Stored data
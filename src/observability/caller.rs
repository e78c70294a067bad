//! Call-site attribution.
//!
//! # Responsibilities
//! - Find the first stack frame outside the logging stack
//! - Annotate entries with its `file`, `func` and `line`
//!
//! # Design Decisions
//! - Frames are excluded by name, not by position, so extra wrapper layers
//!   between the application and the hook do not shift attribution
//! - The search is bounded by a capture window and stops at the first match
//! - Frame search is a pure function over [`Frame`]s; live capture is separate

use std::path::{Path, PathBuf};

use crate::observability::entry::Entry;
use crate::observability::hooks::Hook;

/// Name reported by [`CallerLocator`] as a hook.
pub const CALLER_HOOK: &str = "caller";

/// Maximum frames inspected by the default locator.
pub const DEFAULT_CAPTURE: usize = 64;

/// Path prefixes of the logging stack itself.
pub const DEFAULT_INTERNAL_MARKERS: [&str; 8] = [
    "_Unwind_",
    "backtrace::",
    "core::ops::function::",
    "std::thread::local::",
    "tracing::",
    "tracing_core::",
    "tracing_subscriber::",
    "turbo_log::observability::",
];

/// Path prefixes of the Rust runtime. Reaching one of these means the walk
/// has left application code, so the search ends there.
pub const RUNTIME_BOUNDARIES: [&str; 5] = [
    "__rust_",
    "std::panic::",
    "std::panicking::",
    "std::rt::",
    "std::sys::",
];

/// One resolved stack frame.
#[derive(Debug, Clone, PartialEq, Eq, Default)]
pub struct Frame {
    /// Fully qualified function name; empty when unresolved.
    pub function: String,
    pub file: Option<PathBuf>,
    pub line: Option<u32>,
}

impl Frame {
    pub fn new(function: impl Into<String>, file: impl Into<PathBuf>, line: u32) -> Self {
        Self {
            function: function.into(),
            file: Some(file.into()),
            line: Some(line),
        }
    }
}

/// Attribution extracted from a frame.
#[derive(Debug, Clone, PartialEq, Eq)]
pub struct Caller {
    /// Final component of the source file path.
    pub file: String,
    /// Final segment of the function path.
    pub func: String,
    pub line: u32,
}

impl Caller {
    fn from_frame(frame: &Frame) -> Self {
        Self {
            file: frame.file.as_deref().map(base_file_name).unwrap_or_default(),
            func: function_base_name(&frame.function).to_string(),
            line: frame.line.unwrap_or(0),
        }
    }
}

fn base_file_name(path: &Path) -> String {
    path.file_name()
        .map(|name| name.to_string_lossy().into_owned())
        .unwrap_or_default()
}

/// Find the first frame, innermost first, that is not internal.
///
/// The first `skip` frames are ignored and at most `capture` frames after
/// them are inspected. Unresolved frames (empty name) never qualify.
pub fn locate_caller<'a, I, P>(frames: I, skip: usize, capture: usize, is_internal: P) -> Option<Caller>
where
    I: IntoIterator<Item = &'a Frame>,
    P: Fn(&str) -> bool,
{
    frames
        .into_iter()
        .skip(skip)
        .take(capture)
        .find(|frame| !frame.function.is_empty() && !is_internal(&frame.function))
        .map(Caller::from_frame)
}

/// Last path segment of a function name, ignoring closure segments and a
/// trailing symbol hash.
pub fn function_base_name(name: &str) -> &str {
    let mut segments = name.rsplit("::").peekable();
    if let Some(last) = segments.peek() {
        if is_symbol_hash(last) {
            segments.next();
        }
    }
    segments
        .find(|seg| !seg.is_empty() && *seg != "{{closure}}")
        .unwrap_or(name)
}

fn is_symbol_hash(segment: &str) -> bool {
    segment.len() == 17
        && segment.starts_with('h')
        && segment[1..].chars().all(|c| c.is_ascii_hexdigit())
}

/// Whether `name` has a path starting with `prefix`: at the start of the
/// name, or right after `<`, `&` or a space as in `<A as B>::f`. A prefix
/// after `::` is an inner module of another path and does not count.
fn has_path_prefix(name: &str, prefix: &str) -> bool {
    name.match_indices(prefix).any(|(idx, _)| {
        name[..idx]
            .chars()
            .next_back()
            .map_or(true, |c| matches!(c, '<' | '&' | ' '))
    })
}

pub fn is_runtime(function: &str) -> bool {
    RUNTIME_BOUNDARIES.iter().any(|prefix| has_path_prefix(function, prefix))
}

/// Hook adding `file`, `func` and `line` of the calling application frame.
#[derive(Debug, Clone)]
pub struct CallerLocator {
    skip: usize,
    capture: usize,
    markers: Vec<String>,
}

impl Default for CallerLocator {
    fn default() -> Self {
        Self::new(0, DEFAULT_CAPTURE, DEFAULT_INTERNAL_MARKERS)
    }
}

impl CallerLocator {
    pub fn new<I, S>(skip: usize, capture: usize, markers: I) -> Self
    where
        I: IntoIterator<Item = S>,
        S: Into<String>,
    {
        Self {
            skip,
            capture,
            markers: markers.into_iter().map(Into::into).collect(),
        }
    }

    /// Add a marker for another crate that wraps the logger.
    pub fn with_marker(mut self, marker: impl Into<String>) -> Self {
        self.markers.push(marker.into());
        self
    }

    pub fn is_internal(&self, function: &str) -> bool {
        self.markers.iter().any(|marker| has_path_prefix(function, marker))
    }

    /// Search `frames`, innermost first, up to the first runtime frame.
    pub fn locate(&self, frames: &[Frame]) -> Option<Caller> {
        let end = frames
            .iter()
            .position(|frame| is_runtime(&frame.function))
            .unwrap_or(frames.len());
        locate_caller(&frames[..end], self.skip, self.capture, |name| self.is_internal(name))
    }

    /// Fill `file`, `func` and `line` from frames returned by [`Self::capture`].
    ///
    /// The function comes from the stack. File and line come from the
    /// entry's callsite when the event was emitted by application code, since
    /// the frame's own location points into the expanded `tracing` macro.
    pub fn attribute(&self, entry: &mut Entry, frames: &[Frame]) {
        let Some(mut caller) = locate_caller(
            frames.iter().take_while(|frame| !is_runtime(&frame.function)),
            0,
            self.capture,
            |name| self.is_internal(name),
        ) else {
            return;
        };

        let site = entry.callsite.as_ref().filter(|site| {
            site.module_path
                .as_deref()
                .map_or(true, |module| !self.is_internal(&format!("{}::", module)))
        });
        if let Some(site) = site {
            if let Some(file) = site.file.as_deref() {
                caller.file = base_file_name(Path::new(file));
            }
            if let Some(line) = site.line {
                caller.line = line;
            }
        }

        entry.insert("file", caller.file);
        entry.insert("func", caller.func);
        entry.insert("line", caller.line);
    }

    /// Capture the current stack, stopping after the first application frame.
    #[inline(never)]
    pub fn capture(&self) -> Vec<Frame> {
        let mut frames = Vec::new();
        let mut skipped = 0usize;
        let mut done = false;

        backtrace::trace(|raw| {
            backtrace::resolve_frame(raw, |symbol| {
                if done {
                    return;
                }
                if skipped < self.skip {
                    skipped += 1;
                    return;
                }

                let frame = Frame {
                    function: symbol.name().map(|n| format!("{:#}", n)).unwrap_or_default(),
                    file: symbol.filename().map(Path::to_path_buf),
                    line: symbol.lineno(),
                };
                let stop = is_runtime(&frame.function)
                    || (!frame.function.is_empty() && !self.is_internal(&frame.function));
                frames.push(frame);

                if stop || frames.len() >= self.capture {
                    done = true;
                }
            });
            !done
        });

        frames
    }
}

impl Hook for CallerLocator {
    fn name(&self) -> &'static str {
        CALLER_HOOK
    }

    fn fire(&self, entry: &mut Entry) {
        let frames = self.capture();
        self.attribute(entry, &frames);
    }
}

#[cfg(test)]
mod tests {
    use super::*;
    use crate::observability::entry::Callsite;
    use tracing::Level;

    fn library_frames() -> Vec<Frame> {
        vec![
            Frame::new("backtrace::backtrace::libunwind::trace", "libunwind.rs", 93),
            Frame::new("turbo_log::observability::caller::CallerLocator::capture", "caller.rs", 160),
            Frame::new(
                "<tracing_subscriber::layer::layered::Layered<L,S> as tracing_core::subscriber::Subscriber>::event",
                "layered.rs",
                153,
            ),
            Frame::new("tracing_core::event::Event::dispatch::{{closure}}", "event.rs", 35),
        ]
    }

    #[test]
    fn test_returns_first_application_frame() {
        let mut frames = library_frames();
        frames.push(Frame::new("billing::invoice::render", "/src/billing/src/invoice.rs", 42));
        frames.push(Frame::new("billing::main", "/src/billing/src/main.rs", 7));

        let caller = CallerLocator::default().locate(&frames).unwrap();
        assert_eq!(
            caller,
            Caller {
                file: "invoice.rs".into(),
                func: "render".into(),
                line: 42,
            }
        );
    }

    #[test]
    fn test_only_library_frames_is_not_found() {
        assert_eq!(CallerLocator::default().locate(&library_frames()), None);

        let mut entry = Entry::new(Level::INFO, "x");
        CallerLocator::default().attribute(&mut entry, &library_frames());
        assert!(entry.fields.is_empty());
    }

    #[test]
    fn test_fire_without_application_frame_adds_nothing() {
        // A one-frame window only ever sees the unwinder.
        let locator = CallerLocator::new(0, 1, DEFAULT_INTERNAL_MARKERS);
        let mut entry = Entry::new(Level::INFO, "x").with_field("order", 1);
        locator.fire(&mut entry);

        assert_eq!(entry.fields.len(), 1);
        assert!(entry.fields.get("file").is_none());
    }

    #[test]
    fn test_binary_main_is_application_code() {
        let mut frames = library_frames();
        frames.push(Frame::new("turbo_log::main", "/src/turbo-log/src/main.rs", 58));
        frames.push(Frame::new("core::ops::function::FnOnce::call_once", "function.rs", 250));
        frames.push(Frame::new("std::sys::backtrace::__rust_begin_short_backtrace", "backtrace.rs", 152));
        frames.push(Frame::new("std::rt::lang_start::{{closure}}", "rt.rs", 206));

        let caller = CallerLocator::default().locate(&frames).unwrap();
        assert_eq!(caller.func, "main");
        assert_eq!(caller.file, "main.rs");
    }

    #[test]
    fn test_runtime_frames_never_qualify() {
        let mut frames = library_frames();
        frames.push(Frame::new("std::sys::backtrace::__rust_begin_short_backtrace", "backtrace.rs", 152));
        frames.push(Frame::new("std::rt::lang_start_internal", "rt.rs", 175));
        frames.push(Frame::new("main", "", 0));

        assert_eq!(CallerLocator::default().locate(&frames), None);

        let mut entry = Entry::new(Level::INFO, "x");
        CallerLocator::default().attribute(&mut entry, &frames);
        assert!(entry.fields.is_empty());
    }

    #[test]
    fn test_app_module_named_like_a_library() {
        let mut frames = library_frames();
        frames.push(Frame::new("app::observability::tracing::emit_order", "tracing.rs", 12));
        frames.push(Frame::new("app::backtrace::capture_all", "backtrace.rs", 4));

        let caller = CallerLocator::default().locate(&frames).unwrap();
        assert_eq!(caller.func, "emit_order");
    }

    #[test]
    fn test_callsite_overrides_frame_location() {
        let mut frames = library_frames();
        frames.push(Frame::new("billing::invoice::render", "/cargo/tracing-0.1.41/src/macros.rs", 905));

        let mut entry = Entry::new(Level::INFO, "x");
        entry.callsite = Some(Callsite {
            module_path: Some("billing::invoice".into()),
            file: Some("src/invoice.rs".into()),
            line: Some(42),
        });
        CallerLocator::default().attribute(&mut entry, &frames);

        assert_eq!(entry.fields["file"], "invoice.rs");
        assert_eq!(entry.fields["func"], "render");
        assert_eq!(entry.fields["line"], 42);
    }

    #[test]
    fn test_internal_callsite_keeps_frame_location() {
        let mut frames = library_frames();
        frames.push(Frame::new("turbo_log::lifecycle::startup::init_logging_or_exit", "src/lifecycle/startup.rs", 24));

        let mut entry = Entry::new(Level::INFO, "Logging initialized");
        entry.callsite = Some(Callsite {
            module_path: Some("turbo_log::observability::logging".into()),
            file: Some("src/observability/logging.rs".into()),
            line: Some(74),
        });
        CallerLocator::default().attribute(&mut entry, &frames);

        assert_eq!(entry.fields["file"], "startup.rs");
        assert_eq!(entry.fields["func"], "init_logging_or_exit");
        assert_eq!(entry.fields["line"], 24);
    }

    #[test]
    fn test_window_bounds_search() {
        let mut frames = library_frames();
        frames.push(Frame::new("app::run", "main.rs", 3));

        let internal = |name: &str| CallerLocator::default().is_internal(name);
        assert!(locate_caller(&frames, 0, 4, internal).is_none());
        assert!(locate_caller(&frames, 0, 5, internal).is_some());
        assert!(locate_caller(&frames, 2, 3, internal).is_some());
    }

    #[test]
    fn test_skip_is_positional() {
        let frames = vec![
            Frame::new("app::inner", "a.rs", 1),
            Frame::new("app::outer", "b.rs", 2),
        ];
        let caller = locate_caller(&frames, 1, 3, |_| false).unwrap();
        assert_eq!(caller.func, "outer");
    }

    #[test]
    fn test_unresolved_frames_are_skipped() {
        let frames = vec![Frame::default(), Frame::new("app::run", "main.rs", 9)];
        let caller = locate_caller(&frames, 0, 3, |_| false).unwrap();
        assert_eq!(caller.line, 9);
    }

    #[test]
    fn test_function_base_name() {
        assert_eq!(function_base_name("app::handlers::create"), "create");
        assert_eq!(function_base_name("app::run::{{closure}}"), "run");
        assert_eq!(function_base_name("app::run::{{closure}}::{{closure}}"), "run");
        assert_eq!(function_base_name("app::run::h0123456789abcdef"), "run");
        assert_eq!(function_base_name("<app::Svc as app::Handler>::call"), "call");
        assert_eq!(function_base_name("main"), "main");
    }

    #[test]
    fn test_markers_match_on_path_boundary() {
        let locator = CallerLocator::default();
        assert!(locator.is_internal("tracing::span::Span::enter"));
        assert!(locator.is_internal("<turbo_log::observability::layer::LoggerLayer as tracing_subscriber::layer::Layer<S>>::on_event"));
        assert!(!locator.is_internal("my_tracing::emit"));
        assert!(!locator.is_internal("app::tracing_helpers::emit"));
        assert!(!locator.is_internal("app::observability::tracing::emit"));
        assert!(!locator.is_internal("turbo_log::main"));
        assert!(locator.is_internal("<&mut tracing::Span as app::Enter>::enter"));
    }

    #[test]
    fn test_extra_marker() {
        let locator = CallerLocator::default().with_marker("app_log::");
        assert!(locator.is_internal("app_log::wrap::info"));
    }

    #[test]
    fn test_live_capture_is_bounded() {
        let locator = CallerLocator::new(0, 2, ["turbo_log::"]);
        assert!(locator.capture().len() <= 2);
    }

    #[test]
    fn test_hook_name() {
        assert_eq!(CallerLocator::default().name(), CALLER_HOOK);
    }
}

:: YOUR OBJECTIVE ::
Each line of the data that includes "derive" counts once; say how many there are, giving nothing but the number.

:: ANSWER FOR THIS EXERCISE ::
3